Exercise -> Range to output from the entries below: the line containing "pub fn new()" through the line containing "pub fn get_node(&self, key: &str)". Set it down exactly, ends included, nothing else.

The data ->
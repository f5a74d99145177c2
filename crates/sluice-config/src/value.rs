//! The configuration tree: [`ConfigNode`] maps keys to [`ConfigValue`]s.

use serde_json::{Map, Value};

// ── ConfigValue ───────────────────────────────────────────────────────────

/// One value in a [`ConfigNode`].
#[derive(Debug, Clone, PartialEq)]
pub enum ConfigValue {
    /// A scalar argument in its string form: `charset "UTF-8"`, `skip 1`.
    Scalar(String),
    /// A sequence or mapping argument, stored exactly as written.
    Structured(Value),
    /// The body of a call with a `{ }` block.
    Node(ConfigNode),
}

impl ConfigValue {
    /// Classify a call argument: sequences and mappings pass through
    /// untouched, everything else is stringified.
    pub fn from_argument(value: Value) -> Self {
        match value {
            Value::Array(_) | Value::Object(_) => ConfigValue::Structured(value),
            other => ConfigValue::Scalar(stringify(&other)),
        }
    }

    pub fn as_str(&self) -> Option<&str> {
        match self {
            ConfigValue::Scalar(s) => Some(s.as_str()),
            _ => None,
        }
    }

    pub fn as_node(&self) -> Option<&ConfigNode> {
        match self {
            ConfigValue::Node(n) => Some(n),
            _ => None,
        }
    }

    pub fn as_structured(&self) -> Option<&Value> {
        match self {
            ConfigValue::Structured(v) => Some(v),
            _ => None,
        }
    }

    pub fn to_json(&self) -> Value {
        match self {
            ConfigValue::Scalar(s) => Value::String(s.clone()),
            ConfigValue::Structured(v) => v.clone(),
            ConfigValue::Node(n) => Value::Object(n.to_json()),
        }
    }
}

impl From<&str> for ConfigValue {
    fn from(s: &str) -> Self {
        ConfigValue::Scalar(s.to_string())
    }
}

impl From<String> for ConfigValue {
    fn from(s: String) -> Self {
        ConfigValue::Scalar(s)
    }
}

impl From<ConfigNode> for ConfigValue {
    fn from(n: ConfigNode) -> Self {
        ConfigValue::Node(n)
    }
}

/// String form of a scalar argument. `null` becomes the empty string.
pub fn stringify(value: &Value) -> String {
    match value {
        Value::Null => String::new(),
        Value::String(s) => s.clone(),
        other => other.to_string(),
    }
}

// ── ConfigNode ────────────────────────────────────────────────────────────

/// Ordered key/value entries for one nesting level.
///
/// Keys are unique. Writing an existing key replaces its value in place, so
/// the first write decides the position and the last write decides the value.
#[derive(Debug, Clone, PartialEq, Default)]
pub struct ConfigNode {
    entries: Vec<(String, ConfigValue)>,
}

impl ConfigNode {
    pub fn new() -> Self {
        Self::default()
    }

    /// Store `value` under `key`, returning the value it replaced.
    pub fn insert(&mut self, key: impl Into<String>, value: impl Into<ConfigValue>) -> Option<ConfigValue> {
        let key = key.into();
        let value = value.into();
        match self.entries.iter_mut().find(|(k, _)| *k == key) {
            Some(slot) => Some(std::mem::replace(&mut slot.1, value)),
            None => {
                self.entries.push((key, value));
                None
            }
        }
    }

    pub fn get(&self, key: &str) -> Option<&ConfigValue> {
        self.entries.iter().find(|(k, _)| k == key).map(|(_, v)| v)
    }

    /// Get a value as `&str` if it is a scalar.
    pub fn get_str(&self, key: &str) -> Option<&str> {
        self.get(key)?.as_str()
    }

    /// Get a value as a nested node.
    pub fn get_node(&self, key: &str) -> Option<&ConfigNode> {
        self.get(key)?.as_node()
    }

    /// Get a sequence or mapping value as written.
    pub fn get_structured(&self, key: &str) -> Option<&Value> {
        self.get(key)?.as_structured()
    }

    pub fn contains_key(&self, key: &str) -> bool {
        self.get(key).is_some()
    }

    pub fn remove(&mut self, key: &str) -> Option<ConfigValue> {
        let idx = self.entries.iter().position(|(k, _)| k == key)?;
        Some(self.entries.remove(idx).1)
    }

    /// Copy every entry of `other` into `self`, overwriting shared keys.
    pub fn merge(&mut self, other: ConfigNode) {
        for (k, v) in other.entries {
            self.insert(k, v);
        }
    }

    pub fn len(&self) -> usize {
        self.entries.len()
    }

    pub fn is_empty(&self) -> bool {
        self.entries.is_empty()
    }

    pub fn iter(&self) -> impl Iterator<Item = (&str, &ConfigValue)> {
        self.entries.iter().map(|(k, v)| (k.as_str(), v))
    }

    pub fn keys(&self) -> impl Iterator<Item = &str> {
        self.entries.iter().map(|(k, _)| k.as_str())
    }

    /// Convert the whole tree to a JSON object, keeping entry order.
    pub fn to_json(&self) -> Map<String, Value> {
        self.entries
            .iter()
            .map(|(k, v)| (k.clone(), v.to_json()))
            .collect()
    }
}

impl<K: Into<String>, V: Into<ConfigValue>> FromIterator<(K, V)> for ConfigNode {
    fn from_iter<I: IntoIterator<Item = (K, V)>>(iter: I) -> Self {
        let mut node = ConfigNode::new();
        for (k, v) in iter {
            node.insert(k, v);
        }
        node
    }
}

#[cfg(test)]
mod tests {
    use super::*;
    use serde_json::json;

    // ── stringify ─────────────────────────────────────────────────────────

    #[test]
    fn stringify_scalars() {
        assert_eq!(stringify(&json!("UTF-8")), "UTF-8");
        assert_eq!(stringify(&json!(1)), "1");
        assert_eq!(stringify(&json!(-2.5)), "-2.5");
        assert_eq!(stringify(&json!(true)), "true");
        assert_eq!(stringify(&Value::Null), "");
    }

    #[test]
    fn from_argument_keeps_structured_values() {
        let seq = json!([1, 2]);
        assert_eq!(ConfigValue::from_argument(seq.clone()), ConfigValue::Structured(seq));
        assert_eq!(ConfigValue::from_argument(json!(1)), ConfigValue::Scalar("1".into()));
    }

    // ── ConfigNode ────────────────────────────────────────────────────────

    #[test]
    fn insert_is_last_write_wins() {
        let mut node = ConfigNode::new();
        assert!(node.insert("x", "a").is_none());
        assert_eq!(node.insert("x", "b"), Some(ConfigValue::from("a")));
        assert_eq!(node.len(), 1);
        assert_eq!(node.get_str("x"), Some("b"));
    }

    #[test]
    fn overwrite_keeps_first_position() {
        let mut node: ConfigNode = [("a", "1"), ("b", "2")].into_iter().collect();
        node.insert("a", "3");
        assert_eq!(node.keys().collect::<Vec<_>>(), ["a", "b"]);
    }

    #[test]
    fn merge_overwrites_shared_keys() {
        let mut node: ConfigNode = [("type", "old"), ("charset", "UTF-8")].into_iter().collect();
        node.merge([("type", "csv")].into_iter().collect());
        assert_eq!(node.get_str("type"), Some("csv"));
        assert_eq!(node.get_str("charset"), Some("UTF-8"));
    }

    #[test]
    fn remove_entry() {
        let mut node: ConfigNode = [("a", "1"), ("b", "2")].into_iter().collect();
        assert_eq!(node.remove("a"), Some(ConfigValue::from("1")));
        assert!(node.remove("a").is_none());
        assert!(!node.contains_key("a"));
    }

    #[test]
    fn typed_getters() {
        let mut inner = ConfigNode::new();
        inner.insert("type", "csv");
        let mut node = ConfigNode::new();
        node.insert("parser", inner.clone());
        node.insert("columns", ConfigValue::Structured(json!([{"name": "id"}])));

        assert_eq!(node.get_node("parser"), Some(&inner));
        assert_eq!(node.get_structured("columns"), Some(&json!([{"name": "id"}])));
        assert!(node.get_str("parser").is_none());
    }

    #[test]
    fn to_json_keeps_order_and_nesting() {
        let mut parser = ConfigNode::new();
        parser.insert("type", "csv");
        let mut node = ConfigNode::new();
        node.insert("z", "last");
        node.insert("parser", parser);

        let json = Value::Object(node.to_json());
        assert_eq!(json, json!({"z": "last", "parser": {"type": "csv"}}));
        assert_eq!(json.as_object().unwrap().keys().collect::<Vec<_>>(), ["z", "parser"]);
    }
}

Answer section ->
    pub fn new() -> Self {
        Self::default()
    }

    /// Store `value` under `key`, returning the value it replaced.
    pub fn insert(&mut self, key: impl Into<String>, value: impl Into<ConfigValue>) -> Option<ConfigValue> {
        let key = key.into();
        let value = value.into();
        match self.entries.iter_mut().find(|(k, _)| *k == key) {
            Some(slot) => Some(std::mem::replace(&mut slot.1, value)),
            None => {
                self.entries.push((key, value));
                None
            }
        }
    }

    pub fn get(&self, key: &str) -> Option<&ConfigValue> {
        self.entries.iter().find(|(k, _)| k == key).map(|(_, v)| v)
    }

    /// Get a value as `&str` if it is a scalar.
    pub fn get_str(&self, key: &str) -> Option<&str> {
        self.get(key)?.as_str()
    }

    /// Get a value as a nested node.
    pub fn get_node(&self, key: &str) -> Option<&ConfigNode> {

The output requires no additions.